** Problem details **
Locate, in the data below, the line that contains "Project::new(Uuid::new_v4().to_string(), name, Utc::now());" and the line that contains "let projects = db.list_projects()?;"; reproduce exactly those two lines and every line between them, nothing more.

** Dataset entries **
━━━━━━━━━━━━━━━━

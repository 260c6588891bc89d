//! Project management commands for CLI.

use chrono::Utc;
use clap::Subcommand;
use uuid::Uuid;
use woodshed_core::{PieceRef, PracticeDb, Project};

use super::parse_date;

#[derive(Subcommand)]
pub enum ProjectAction {
    /// Create a new project
    Create {
        /// Project name
        name: String,
        /// Concert date (YYYY-MM-DD or RFC3339)
        #[arg(long)]
        concert: Option<String>,
        /// Daily practice goal in minutes
        #[arg(long)]
        daily_goal: Option<i64>,
    },
    /// List projects
    List,
    /// Get project details
    Get {
        /// Project ID
        id: String,
    },
    /// Append a piece to the project programme
    AddPiece {
        /// Project ID
        id: String,
        /// Piece ID
        piece_id: String,
    },
    /// Remove a piece from the project programme
    RemovePiece {
        /// Project ID
        id: String,
        /// Piece ID
        piece_id: String,
    },
    /// Set or clear the concert date
    SetConcert {
        /// Project ID
        id: String,
        /// Concert date (YYYY-MM-DD or RFC3339); omit to clear
        #[arg(long)]
        date: Option<String>,
    },
    /// Set the daily practice goal
    SetGoal {
        /// Project ID
        id: String,
        /// Daily goal in minutes
        minutes: i64,
    },
    /// Delete a project (pieces and spots are untouched)
    Delete {
        /// Project ID
        id: String,
    },
}

pub fn run(action: ProjectAction) -> Result<(), Box<dyn std::error::Error>> {
    let mut db = PracticeDb::open()?;

    match action {
        ProjectAction::Create {
            name,
            concert,
            daily_goal,
        } => {
            let mut project = Project::new(Uuid::new_v4().to_string(), name, Utc::now());
            project.concert_date = concert.as_deref().map(parse_date).transpose()?;
            project.daily_goal_minutes = daily_goal;
            db.create_project(&project)?;
            println!("Project created: {}", project.id);
            println!("{}", serde_json::to_string_pretty(&project)?);
        }
        ProjectAction::List => {
            let projects = db.list_projects()?;
            println!("{}", serde_json::to_string_pretty(&projects)?);
        }
        ProjectAction::Get { id } => match db.get_project(&id)? {
            Some(project) => println!("{}", serde_json::to_string_pretty(&project)?),
            None => println!("Project not found: {id}"),
        },
        ProjectAction::AddPiece { id, piece_id } => {
            let mut project = db.get_project(&id)?.ok_or(format!("Project not found: {id}"))?;
            if db.get_piece(&piece_id)?.is_none() {
                return Err(format!("Piece not found: {piece_id}").into());
            }
            if project.pieces.iter().any(|p| p.piece_id == piece_id) {
                return Err(format!("Piece already in project: {piece_id}").into());
            }
            let position = project.pieces.len() as u32;
            project.pieces.push(PieceRef { piece_id, position });
            db.update_project(&project)?;
            println!("Project updated:");
            println!("{}", serde_json::to_string_pretty(&project)?);
        }
        ProjectAction::RemovePiece { id, piece_id } => {
            let mut project = db.get_project(&id)?.ok_or(format!("Project not found: {id}"))?;
            project.pieces.retain(|p| p.piece_id != piece_id);
            for (position, piece) in project.pieces.iter_mut().enumerate() {
                piece.position = position as u32;
            }
            db.update_project(&project)?;
            println!("Project updated:");
            println!("{}", serde_json::to_string_pretty(&project)?);
        }
        ProjectAction::SetConcert { id, date } => {
            let mut project = db.get_project(&id)?.ok_or(format!("Project not found: {id}"))?;
            project.concert_date = date.as_deref().map(parse_date).transpose()?;
            db.update_project(&project)?;
            match project.concert_date {
                Some(date) => println!("Concert date set: {date}"),
                None => println!("Concert date cleared"),
            }
        }
        ProjectAction::SetGoal { id, minutes } => {
            let mut project = db.get_project(&id)?.ok_or(format!("Project not found: {id}"))?;
            project.daily_goal_minutes = Some(minutes);
            db.update_project(&project)?;
            println!("Daily goal set: {minutes} minutes");
        }
        ProjectAction::Delete { id } => {
            db.delete_project(&id)?;
            println!("Project deleted: {id}");
        }
    }
    Ok(())
}
//! Core error types for woodshed-core.
//!
//! This module defines a comprehensive error hierarchy using thiserror
//! for better error handling and reporting across the library.

use std::path::PathBuf;
use thiserror::Error;

/// Core error type for woodshed-core.
#[derive(Error, Debug)]
pub enum CoreError {
    /// Database-related errors
    #[error("Database error: {0}")]
    Database(#[from] DatabaseError),

    /// Configuration-related errors
    #[error("Configuration error: {0}")]
    Config(#[from] ConfigError),

    /// Validation errors
    #[error("Validation error: {0}")]
    Validation(#[from] ValidationError),

    /// IO errors
    #[error("IO error: {0}")]
    Io(#[from] std::io::Error),

    /// Serialization/deserialization errors
    #[error("JSON error: {0}")]
    Json(#[from] serde_json::Error),

    /// Generic errors with context
    #[error("{0}")]
    Custom(String),
}

/// Database-specific errors.
#[derive(Error, Debug)]
pub enum DatabaseError {
    /// Failed to open database connection
    #[error("Failed to open database at {path}: {source}")]
    OpenFailed {
        path: PathBuf,
        #[source]
        source: rusqlite::Error,
    },

    /// Query execution failed
    #[error("Query failed: {0}")]
    QueryFailed(String),

    /// Migration failed
    #[error("Database migration failed: {0}")]
    MigrationFailed(String),

    /// Record not found
    #[error("{kind} not found: {id}")]
    NotFound { kind: &'static str, id: String },

    /// Database is locked
    #[error("Database is locked")]
    Locked,
}

/// Configuration-specific errors.
#[derive(Error, Debug)]
pub enum ConfigError {
    /// Failed to load configuration
    #[error("Failed to load configuration from {path}: {message}")]
    LoadFailed { path: PathBuf, message: String },

    /// Failed to save configuration
    #[error("Failed to save configuration to {path}: {message}")]
    SaveFailed { path: PathBuf, message: String },

    /// Invalid configuration value
    #[error("Invalid configuration value for '{key}': {message}")]
    InvalidValue { key: String, message: String },

    /// Unknown configuration key
    #[error("Unknown configuration key: {0}")]
    UnknownKey(String),

    /// Failed to parse configuration
    #[error("Failed to parse configuration: {0}")]
    ParseFailed(String),
}

/// Validation errors.
///
/// Malformed input is always rejected synchronously; the engine never
/// silently clamps values into range, since that would corrupt stored
/// practice history.
#[derive(Error, Debug)]
pub enum ValidationError {
    /// Attempt duration must be strictly positive
    #[error("Invalid practice duration: {minutes} minutes (must be positive)")]
    NonPositiveDuration { minutes: i64 },

    /// Difficulty outside the 1-5 scale
    #[error("Invalid difficulty: {value} (must be 1-5)")]
    DifficultyOutOfRange { value: i32 },

    /// Normalized geometry outside [0, 1]
    #[error("Invalid spot geometry for '{field}': {value} (must be within [0, 1])")]
    GeometryOutOfRange { field: &'static str, value: f64 },

    /// History entries must be in chronological order
    #[error("Practice history is not chronological at entry {index}")]
    HistoryOutOfOrder { index: usize },

    /// Invalid time range
    #[error("Invalid time range: end ({end}) must be after start ({start})")]
    InvalidTimeRange {
        start: chrono::DateTime<chrono::Utc>,
        end: chrono::DateTime<chrono::Utc>,
    },

    /// Invalid value
    #[error("Invalid value for '{field}': {message}")]
    InvalidValue { field: String, message: String },
}

impl From<rusqlite::Error> for DatabaseError {
    fn from(err: rusqlite::Error) -> Self {
        match &err {
            rusqlite::Error::SqliteFailure(err, _msg) => {
                if err.code == rusqlite::ErrorCode::DatabaseLocked {
                    DatabaseError::Locked
                } else {
                    DatabaseError::QueryFailed(err.to_string())
                }
            }
            _ => DatabaseError::QueryFailed(err.to_string()),
        }
    }
}

impl From<rusqlite::Error> for CoreError {
    fn from(err: rusqlite::Error) -> Self {
        CoreError::Database(err.into())
    }
}

/// Result type alias for CoreError
pub type Result<T, E = CoreError> = std::result::Result<T, E>;
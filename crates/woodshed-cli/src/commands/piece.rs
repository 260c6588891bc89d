//! Piece management commands for CLI.

use chrono::Utc;
use clap::Subcommand;
use uuid::Uuid;
use woodshed_core::{Piece, PracticeDb};

#[derive(Subcommand)]
pub enum PieceAction {
    /// Create a new piece
    Create {
        /// Piece title
        title: String,
        /// Composer name
        #[arg(long)]
        composer: Option<String>,
        /// Difficulty 1-5 (default: 3)
        #[arg(long, default_value = "3")]
        difficulty: i32,
        /// Target tempo (BPM)
        #[arg(long)]
        target_tempo: Option<u32>,
    },
    /// List pieces
    List,
    /// Get piece details
    Get {
        /// Piece ID
        id: String,
    },
    /// Update a piece
    Update {
        /// Piece ID
        id: String,
        /// New title
        #[arg(long)]
        title: Option<String>,
        /// New composer
        #[arg(long)]
        composer: Option<String>,
        /// New difficulty
        #[arg(long)]
        difficulty: Option<i32>,
        /// New target tempo (BPM)
        #[arg(long)]
        target_tempo: Option<u32>,
        /// New current tempo (BPM)
        #[arg(long)]
        current_tempo: Option<u32>,
    },
    /// Delete a piece together with its spots and history
    Delete {
        /// Piece ID
        id: String,
    },
}

pub fn run(action: PieceAction) -> Result<(), Box<dyn std::error::Error>> {
    let mut db = PracticeDb::open()?;

    match action {
        PieceAction::Create {
            title,
            composer,
            difficulty,
            target_tempo,
        } => {
            let mut piece = Piece::new(Uuid::new_v4().to_string(), title, Utc::now());
            piece.composer = composer;
            piece.difficulty = difficulty;
            piece.target_tempo = target_tempo;
            db.create_piece(&piece)?;
            println!("Piece created: {}", piece.id);
            println!("{}", serde_json::to_string_pretty(&piece)?);
        }
        PieceAction::List => {
            let pieces = db.list_pieces()?;
            println!("{}", serde_json::to_string_pretty(&pieces)?);
        }
        PieceAction::Get { id } => match db.get_piece(&id)? {
            Some(piece) => println!("{}", serde_json::to_string_pretty(&piece)?),
            None => println!("Piece not found: {id}"),
        },
        PieceAction::Update {
            id,
            title,
            composer,
            difficulty,
            target_tempo,
            current_tempo,
        } => {
            let mut piece = db.get_piece(&id)?.ok_or(format!("Piece not found: {id}"))?;

            if let Some(t) = title {
                piece.title = t;
            }
            if let Some(c) = composer {
                piece.composer = Some(c);
            }
            if let Some(d) = difficulty {
                piece.difficulty = d;
            }
            if let Some(t) = target_tempo {
                piece.target_tempo = Some(t);
            }
            if let Some(t) = current_tempo {
                piece.current_tempo = Some(t);
            }
            piece.updated_at = Utc::now();

            db.update_piece(&piece)?;
            println!("Piece updated:");
            println!("{}", serde_json::to_string_pretty(&piece)?);
        }
        PieceAction::Delete { id } => {
            db.delete_piece(&id)?;
            println!("Piece deleted: {id}");
        }
    }
    Ok(())
}
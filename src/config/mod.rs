//! Configuration management subsystem.
//!
//! # Data Flow
//! ```text
//! config file (TOML, optional)
//!     → loader.rs (parse & deserialize)
//!     → command-line overrides (main.rs)
//!     → validation.rs (semantic checks)
//!     → ServerConfig (validated, immutable)
//! ```
//!
//! # Design Decisions
//! - Config is immutable once loaded; changes require a restart
//! - All fields have defaults to allow minimal configs
//! - Validation separates syntactic (serde) from semantic checks

pub mod loader;
pub mod schema;
pub mod validation;

pub use loader::{load_config, read_config, ConfigError};
pub use schema::{
    DescriptorConfig, ListenerConfig, LogFormat, ObservabilityConfig, ServerConfig, TimeoutConfig,
    TlsConfig,
};
pub use validation::validate_config;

━━━━━━━━━━━━━━━━

** Result **
            let mut project = Project::new(Uuid::new_v4().to_string(), name, Utc::now());
            project.concert_date = concert.as_deref().map(parse_date).transpose()?;
            project.daily_goal_minutes = daily_goal;
            db.create_project(&project)?;
            println!("Project created: {}", project.id);
            println!("{}", serde_json::to_string_pretty(&project)?);
        }
        ProjectAction::List => {
            let projects = db.list_projects()?;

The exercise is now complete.